Heran Vonis Ringan Terdakwa Korupsi Kelangkaan Minyak Goreng, Pakar Hukum Pidana: Ironis

Achmad Suparji heran dengan putusan 3 tahun bagi pejabat kementerian dan satu setengah tahun untuk pengusaha minyak goreng

(KOMPAS.com / IRFAN KAMIL)
Lima terdakwa kasus dugaan korupsi terkait izin ekspor minyak sawit mentah atau crude palm oil (CPO) dalam persidangan di Pengadilan Tindak Pidana Korupsi (Tipikor) pada Pengadilan Negeri (PN) Jakarta Pusat, Rabu (21/12/2022). 

TRIBUNLOMBOK.COM - Pakar hukum pidana Suparji Achmad menyatakan putusan perkara korupsi persetujuan ekspor minyak sawit mentah dan produk turunannya termasuk minyak goreng tidak memenuhi rasa keadilan di masyarakat.
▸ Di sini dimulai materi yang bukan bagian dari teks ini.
//! Truth-table input.
//!
//! Two formats are read:
//!
//! - Espresso PLA files: a `.i n` header, `#` comments and one `bits output`
//!   record per line. Points without a record have output 0.
//! - Bit-CSV directories: `bits.csv` lists, per output bit, the input bit
//!   positions it depends on; `bit_k.csv` has one `x,y` record per line, the
//!   integer input `x` and output bit `y`. Inputs are projected onto the
//!   relevant positions.
//!
//! In both formats, character `i` of a bit string is variable `x{i}`.

use std::collections::{HashMap, HashSet};
use std::fs;
use std::path::Path;

use log::debug;

use crate::error::Error;
use crate::types::{DomainSubset, Point, MAX_VARS};

#[derive(Debug, Clone)]
pub struct TruthTable {
    num_vars: usize,
    /// For each variable, the input bit it was read from.
    input_bits: Vec<usize>,
    records: Vec<(Point, bool)>,
}

impl TruthTable {
    /// Tabulates `f` on the whole domain.
    pub fn from_fn(num_vars: usize, f: impl Fn(Point) -> bool) -> Result<Self, Error> {
        if num_vars >= MAX_VARS {
            return Err(Error::TooManyVariables { n: num_vars });
        }
        Ok(TruthTable {
            num_vars,
            input_bits: (0..num_vars).collect(),
            records: Point::all(num_vars).map(|p| (p, f(p))).collect(),
        })
    }

    pub fn num_vars(&self) -> usize {
        self.num_vars
    }

    pub fn input_bits(&self) -> &[usize] {
        &self.input_bits
    }

    pub fn records(&self) -> &[(Point, bool)] {
        &self.records
    }

    /// The points with output 1, or output 0 when `negate` is set.
    pub fn target(&self, negate: bool) -> DomainSubset {
        let mut seen = HashSet::new();
        self.records
            .iter()
            .filter(|&&(_, y)| y != negate)
            .map(|&(p, _)| p)
            .filter(|p| seen.insert(*p))
            .collect()
    }

    pub fn read_pla(path: impl AsRef<Path>) -> Result<Self, Error> {
        let text = fs::read_to_string(path.as_ref())?;
        TruthTable::parse_pla(&text)
    }

    pub fn parse_pla(text: &str) -> Result<Self, Error> {
        let mut num_vars: Option<usize> = None;
        let mut outputs: HashMap<Point, bool> = HashMap::new();
        let mut records = Vec::new();

        for (index, line) in text.lines().enumerate() {
            let line_no = index + 1;
            let line = line.trim();
            if line.is_empty() || line.starts_with('#') {
                continue;
            }
            if let Some(directive) = line.strip_prefix('.') {
                let mut parts = directive.split_whitespace();
                match parts.next() {
                    Some("i") => {
                        let n = parts
                            .next()
                            .and_then(|s| s.parse::<usize>().ok())
                            .ok_or_else(|| parse_error(line_no, "expected `.i <count>`"))?;
                        if num_vars.is_some_and(|m| m != n) {
                            return Err(parse_error(line_no, "`.i` does not match the records"));
                        }
                        num_vars = Some(n);
                    }
                    Some("e") | Some("end") => break,
                    _ => {}
                }
                continue;
            }

            let mut parts = line.split_whitespace();
            let (Some(bits), Some(out), None) = (parts.next(), parts.next(), parts.next()) else {
                return Err(parse_error(line_no, "expected `<input bits> <output bit>`"));
            };

            let width = bits.chars().count();
            if width >= MAX_VARS {
                return Err(Error::TooManyVariables { n: width });
            }
            match num_vars {
                Some(n) if n != width => {
                    return Err(parse_error(line_no, &format!("expected {} input bits, found {}", n, width)));
                }
                _ => num_vars = Some(width),
            }

            let mut values = Vec::with_capacity(width);
            for c in bits.chars() {
                match c {
                    '0' => values.push(false),
                    '1' => values.push(true),
                    '-' | '2' => return Err(Error::DontCare { line: line_no }),
                    _ => return Err(parse_error(line_no, &format!("unexpected input character {:?}", c))),
                }
            }
            let y = match out {
                "0" => false,
                "1" => true,
                _ => return Err(parse_error(line_no, &format!("unsupported output {:?}", out))),
            };

            let point = Point::from_bools(&values);
            match outputs.insert(point, y) {
                Some(prev) if prev != y => {
                    return Err(parse_error(line_no, &format!("conflicting outputs for {}", point)));
                }
                _ => records.push((point, y)),
            }
        }

        let num_vars = num_vars.unwrap_or(0);
        if num_vars >= MAX_VARS {
            return Err(Error::TooManyVariables { n: num_vars });
        }
        let explicit = records.len();
        records.extend(Point::all(num_vars).filter(|p| !outputs.contains_key(p)).map(|p| (p, false)));
        debug!("PLA: {} variables, {} explicit records, {} total", num_vars, explicit, records.len());

        Ok(TruthTable {
            num_vars,
            input_bits: (0..num_vars).collect(),
            records,
        })
    }

    /// Reads output bit `bit` from a bit-CSV directory.
    pub fn read_bits_csv(dir: impl AsRef<Path>, bit: usize) -> Result<Self, Error> {
        let dir = dir.as_ref();
        let bits_text = fs::read_to_string(dir.join("bits.csv"))?;
        let data_text = fs::read_to_string(dir.join(format!("bit_{}.csv", bit)))?;
        TruthTable::parse_bits_csv(&bits_text, &data_text, bit)
    }

    /// Parses the contents of `bits.csv` and `bit_{bit}.csv`.
    pub fn parse_bits_csv(bits_text: &str, data_text: &str, bit: usize) -> Result<Self, Error> {
        let line = bits_text
            .lines()
            .nth(bit)
            .ok_or_else(|| parse_error(bit + 1, &format!("no relevant bits listed for output bit {}", bit)))?;
        let input_bits = line
            .split(',')
            .map(str::trim)
            .filter(|s| !s.is_empty())
            .map(|s| match s.parse::<usize>() {
                Ok(b) if b < MAX_VARS => Ok(b),
                _ => Err(parse_error(bit + 1, &format!("invalid bit position {:?}", s))),
            })
            .collect::<Result<Vec<_>, _>>()?;
        let num_vars = input_bits.len();
        if num_vars >= MAX_VARS {
            return Err(Error::TooManyVariables { n: num_vars });
        }

        let mut records = Vec::new();
        for (index, line) in data_text.lines().enumerate() {
            let line_no = index + 1;
            let line = line.trim();
            if line.is_empty() {
                continue;
            }
            let Some((x, y)) = line.split_once(',') else {
                return Err(parse_error(line_no, "expected `x,y`"));
            };
            let x: u64 = x
                .trim()
                .parse()
                .map_err(|_| parse_error(line_no, &format!("invalid input {:?}", x)))?;
            let y = match y.trim() {
                "0" => false,
                "1" => true,
                other => return Err(parse_error(line_no, &format!("invalid output {:?}", other))),
            };
            let values: Vec<bool> = input_bits.iter().map(|&b| (x >> b) & 1 == 1).collect();
            records.push((Point::from_bools(&values), y));
        }
        debug!("bit-CSV: output bit {} depends on {:?}, {} records", bit, input_bits, records.len());

        Ok(TruthTable {
            num_vars,
            input_bits,
            records,
        })
    }
}

fn parse_error(line: usize, message: &str) -> Error {
    Error::Parse {
        line,
        message: message.to_string(),
    }
}

#[cfg(test)]
mod tests {
    use super::*;

    use test_log::test;

    #[test]
    fn test_parse_pla_fills_zeros() {
        let text = "# x0 and anything\n.i 2\n.o 1\n10 1\n11 1\n.e\n";
        let table = TruthTable::parse_pla(text).unwrap();
        assert_eq!(table.num_vars(), 2);
        assert_eq!(table.records().len(), 4);
        let on: Vec<_> = table.target(false).iter().map(|p| p.to_string()).collect();
        assert_eq!(on, vec!["10", "11"]);
        let off: Vec<_> = table.target(true).iter().map(|p| p.to_string()).collect();
        assert_eq!(off, vec!["00", "01"]);
    }

    #[test]
    fn test_explicit_zero_records() {
        let table = TruthTable::parse_pla("100 0\n011 1\n").unwrap();
        assert_eq!(table.num_vars(), 3);
        assert_eq!(table.records().len(), 8);
        assert_eq!(table.records()[0], (Point::from_bools(&[true, false, false]), false));
        assert_eq!(table.target(false), vec![Point::from_bools(&[false, true, true])]);
    }

    #[test]
    fn test_dont_care_rejected() {
        let err = TruthTable::parse_pla(".i 2\n1- 1\n");
        assert!(matches!(err, Err(Error::DontCare { line: 2 })));
    }

    #[test]
    fn test_width_mismatch() {
        let err = TruthTable::parse_pla(".i 3\n10 1\n");
        assert!(matches!(err, Err(Error::Parse { line: 2, .. })));
        let err = TruthTable::parse_pla("10 1\n101 1\n");
        assert!(matches!(err, Err(Error::Parse { line: 2, .. })));
    }

    #[test]
    fn test_conflicting_records() {
        let err = TruthTable::parse_pla("10 1\n10 0\n");
        assert!(matches!(err, Err(Error::Parse { line: 2, .. })));
        // Repeating a record with the same output is fine.
        assert!(TruthTable::parse_pla("10 1\n10 1\n").is_ok());
    }

    #[test]
    fn test_malformed_record() {
        assert!(matches!(TruthTable::parse_pla("101\n"), Err(Error::Parse { line: 1, .. })));
        assert!(matches!(TruthTable::parse_pla("101 x\n"), Err(Error::Parse { line: 1, .. })));
        assert!(matches!(TruthTable::parse_pla(".i two\n"), Err(Error::Parse { line: 1, .. })));
    }

    #[test]
    fn test_parse_bits_csv() {
        // Output bit 1 depends on input bits 0 and 3.
        let bits = "0,1\n0,3,\n";
        let data = "9,1\n8,0\n1,0\n0,0\n";
        let table = TruthTable::parse_bits_csv(bits, data, 1).unwrap();
        assert_eq!(table.num_vars(), 2);
        assert_eq!(table.input_bits(), &[0, 3]);
        assert_eq!(table.records().len(), 4);
        assert_eq!(table.target(false), vec![Point::from_bools(&[true, true])]);
        assert_eq!(table.records()[1].0, Point::from_bools(&[false, true]));
    }

    #[test]
    fn test_bits_csv_errors() {
        assert!(matches!(TruthTable::parse_bits_csv("0\n", "1,1\n", 3), Err(Error::Parse { .. })));
        assert!(matches!(TruthTable::parse_bits_csv("0\n", "1;1\n", 0), Err(Error::Parse { line: 1, .. })));
        assert!(matches!(TruthTable::parse_bits_csv("0\n", "1,2\n", 0), Err(Error::Parse { line: 1, .. })));
    }

    #[test]
    fn test_read_bits_csv_dir() {
        let dir = std::env::temp_dir().join(format!("groebner-min-bits-{}", std::process::id()));
        fs::create_dir_all(&dir).unwrap();
        fs::write(dir.join("bits.csv"), "1\n").unwrap();
        fs::write(dir.join("bit_0.csv"), "2,1\n0,0\n").unwrap();
        let table = TruthTable::read_bits_csv(&dir, 0).unwrap();
        fs::remove_dir_all(&dir).unwrap();
        assert_eq!(table.target(false), vec![Point::from_bools(&[true])]);
    }

    #[test]
    fn test_missing_file() {
        let err = TruthTable::read_pla("/nonexistent/table.pla");
        assert!(matches!(err, Err(Error::Io(_))));
    }

    #[test]
    fn test_from_fn() {
        let table = TruthTable::from_fn(3, |p| p.get(0) ^ p.get(2)).unwrap();
        assert_eq!(table.records().len(), 8);
        assert_eq!(table.target(false).len(), 4);
    }
}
“Ini jadi sangat ironis,” jelas Guru Besar Ilmu Hukum Universitas Al Azhar Indonesia ini, Kamis (5/1/2023) dikutip dari keterang persnya.

Menurutnya, pada terdakwa dinyatakan terbukti melanggar Pasal 3 UU Tindak Pidana Korupsi tentang penyalahgunaan wewenang, menimbulkan kerugian negara dan perekonomian negara.
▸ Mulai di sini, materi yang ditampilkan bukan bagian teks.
//! Formula tree to DOT (Graphviz) conversion.
//!
//! # DOT Format
//!
//! - **Connectives** (`&`, `|`, `^`) are ellipses labelled with their symbol
//! - **Leaves** are boxes labelled `x[i]`
//! - **Constants** (empty `And`/`Or`) are boxes labelled `1`/`0`
//! - **Negation** is not a node: the edge into the negated subtree is drawn
//!   dotted with a hollow arrowhead
//!
//! # Examples
//!
//! ```
//! use groebner_min::formula::Formula;
//! use groebner_min::types::Var;
//!
//! let f = Formula::and(vec![Formula::leaf(Var::new(0)), Formula::not(Formula::leaf(Var::new(1)))]);
//! let dot = f.to_dot().unwrap();
//! // Write to file and render with: dot -Tpng output.dot -o output.png
//! ```

use std::fmt::Write as _;

use crate::formula::Formula;

/// Configuration options for DOT output generation.
#[derive(Debug, Clone)]
pub struct DotConfig {
    /// Shape for connective nodes (default: "ellipse")
    pub node_shape: &'static str,
    /// Shape for variable leaves (default: "box")
    pub leaf_shape: &'static str,
    /// Shape for constants (default: "square")
    pub constant_shape: &'static str,
    /// Style for plain edges (default: "solid")
    pub edge_style: &'static str,
    /// Style for negated edges (default: "dotted")
    pub negated_edge_style: &'static str,
    /// Rank the leaves together at the bottom (default: true)
    pub leaves_at_bottom: bool,
}

impl Default for DotConfig {
    fn default() -> Self {
        Self {
            node_shape: "ellipse",
            leaf_shape: "box",
            constant_shape: "square",
            edge_style: "solid",
            negated_edge_style: "dotted",
            leaves_at_bottom: true,
        }
    }
}

impl Formula {
    /// Converts the tree to DOT format with the default configuration.
    pub fn to_dot(&self) -> Result<String, std::fmt::Error> {
        self.to_dot_with_config(&DotConfig::default())
    }

    /// Converts the tree to DOT format.
    ///
    /// Nodes are numbered in pre-order, so the output is deterministic.
    pub fn to_dot_with_config(&self, config: &DotConfig) -> Result<String, std::fmt::Error> {
        let mut dot = String::new();
        writeln!(dot, "digraph formula {{")?;
        writeln!(dot, "node [shape={}];", config.node_shape)?;

        let mut writer = DotWriter {
            dot: &mut dot,
            config,
            next_id: 0,
            leaves: Vec::new(),
        };
        let (root, negated) = writer.write_node(self)?;
        if negated {
            // A negated root gets an explicit entry edge.
            writeln!(writer.dot, "root [shape=point];")?;
            writeln!(
                writer.dot,
                "root -> n{} [style={}, arrowhead=onormal];",
                root, config.negated_edge_style
            )?;
        }

        if config.leaves_at_bottom && !writer.leaves.is_empty() {
            let leaves: Vec<String> = writer.leaves.iter().map(|id| format!("n{}", id)).collect();
            writeln!(dot, "{{ rank=sink; {}; }}", leaves.join("; "))?;
        }

        writeln!(dot, "}}")?;
        Ok(dot)
    }
}

struct DotWriter<'a> {
    dot: &'a mut String,
    config: &'a DotConfig,
    next_id: usize,
    leaves: Vec<usize>,
}

impl DotWriter<'_> {
    /// Writes the subtree and returns the id of its top node, and whether the
    /// edge into it is negated.
    fn write_node(&mut self, formula: &Formula) -> Result<(usize, bool), std::fmt::Error> {
        if let Formula::Not(child) = formula {
            let (id, negated) = self.write_node(child)?;
            return Ok((id, !negated));
        }

        let id = self.next_id;
        self.next_id += 1;
        match formula {
            Formula::Leaf(var) => {
                writeln!(self.dot, "n{} [label=\"x[{}]\", shape={}];", id, var.index(), self.config.leaf_shape)?;
                self.leaves.push(id);
            }
            Formula::And(cs) if cs.is_empty() => {
                writeln!(self.dot, "n{} [label=\"1\", shape={}];", id, self.config.constant_shape)?;
            }
            Formula::Or(cs) if cs.is_empty() => {
                writeln!(self.dot, "n{} [label=\"0\", shape={}];", id, self.config.constant_shape)?;
            }
            _ => {
                writeln!(self.dot, "n{} [label=\"{}\"];", id, formula.symbol())?;
                for child in formula.children() {
                    let (child_id, negated) = self.write_node(child)?;
                    if negated {
                        writeln!(
                            self.dot,
                            "n{} -> n{} [style={}, arrowhead=onormal];",
                            id, child_id, self.config.negated_edge_style
                        )?;
                    } else {
                        writeln!(self.dot, "n{} -> n{} [style={}];", id, child_id, self.config.edge_style)?;
                    }
                }
            }
        }
        Ok((id, false))
    }
}

#[cfg(test)]
mod tests {
    use super::*;

    use test_log::test;

    use crate::types::Var;

    fn x(i: u32) -> Formula {
        Formula::leaf(Var::new(i))
    }

    #[test]
    fn test_to_dot() {
        let f = Formula::or(vec![Formula::and(vec![x(0), Formula::not(x(1))]), x(2)]);
        let dot = f.to_dot().unwrap();
        assert!(dot.starts_with("digraph formula {"));
        assert!(dot.contains("n0 [label=\"|\"];"));
        assert!(dot.contains("n1 [label=\"&\"];"));
        assert!(dot.contains("n3 [label=\"x[1]\", shape=box];"));
        assert!(dot.contains("n1 -> n3 [style=dotted, arrowhead=onormal];"));
        assert!(dot.contains("n0 -> n4 [style=solid];"));
        assert!(dot.contains("{ rank=sink; n2; n3; n4; }"));
        assert!(dot.trim_end().ends_with('}'));
    }

    #[test]
    fn test_double_negation_cancels() {
        let f = Formula::and(vec![Formula::not(Formula::not(x(0))), x(1)]);
        let dot = f.to_dot().unwrap();
        assert!(dot.contains("n0 -> n1 [style=solid];"));
    }

    #[test]
    fn test_negated_root_and_constants() {
        let dot = Formula::not(x(0)).to_dot().unwrap();
        assert!(dot.contains("root -> n0 [style=dotted, arrowhead=onormal];"));

        let config = DotConfig {
            constant_shape: "circle",
            leaves_at_bottom: false,
            ..DotConfig::default()
        };
        let dot = Formula::zero().to_dot_with_config(&config).unwrap();
        assert!(dot.contains("n0 [label=\"0\", shape=circle];"));
        assert!(!dot.contains("rank=sink"));
    }
}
"Tapi hukumannya yang ringan sebagaimana diatur Pasal 5 tentang suap," ucapnya.

Menurut Suparji, putusan ini tidak sebanding dengan apa yang telah terjadi di masyarakat saat minyak goreng hilang di pasaran, harus berdesak-desakan, mengantre berjam-jam.

Baca Selanjutnya: Vonis ringan terdakwa kasus korupsi ekspor minyak sawit mentah

Tetapi pada sisi lain diduga ada pengusaha yang bisa menjual CPO ke luar negeri mendapat untung besar sehingga bisa memperkaya diri dengan bantuan pejabat di kementerian.

“Jadi (jaksa) harus melakukan upaya banding untuk mendapatkan keadilan yang lebih tinggi,” tegasnya. 

Dia berharap lewat upaya hukum lanjutan atas putusan tersebut, hakim di tingkat banding bisa menghukum berat kasus minyak goreng tersebut sehingga terpenuhi rasa keadilan di masyarakat.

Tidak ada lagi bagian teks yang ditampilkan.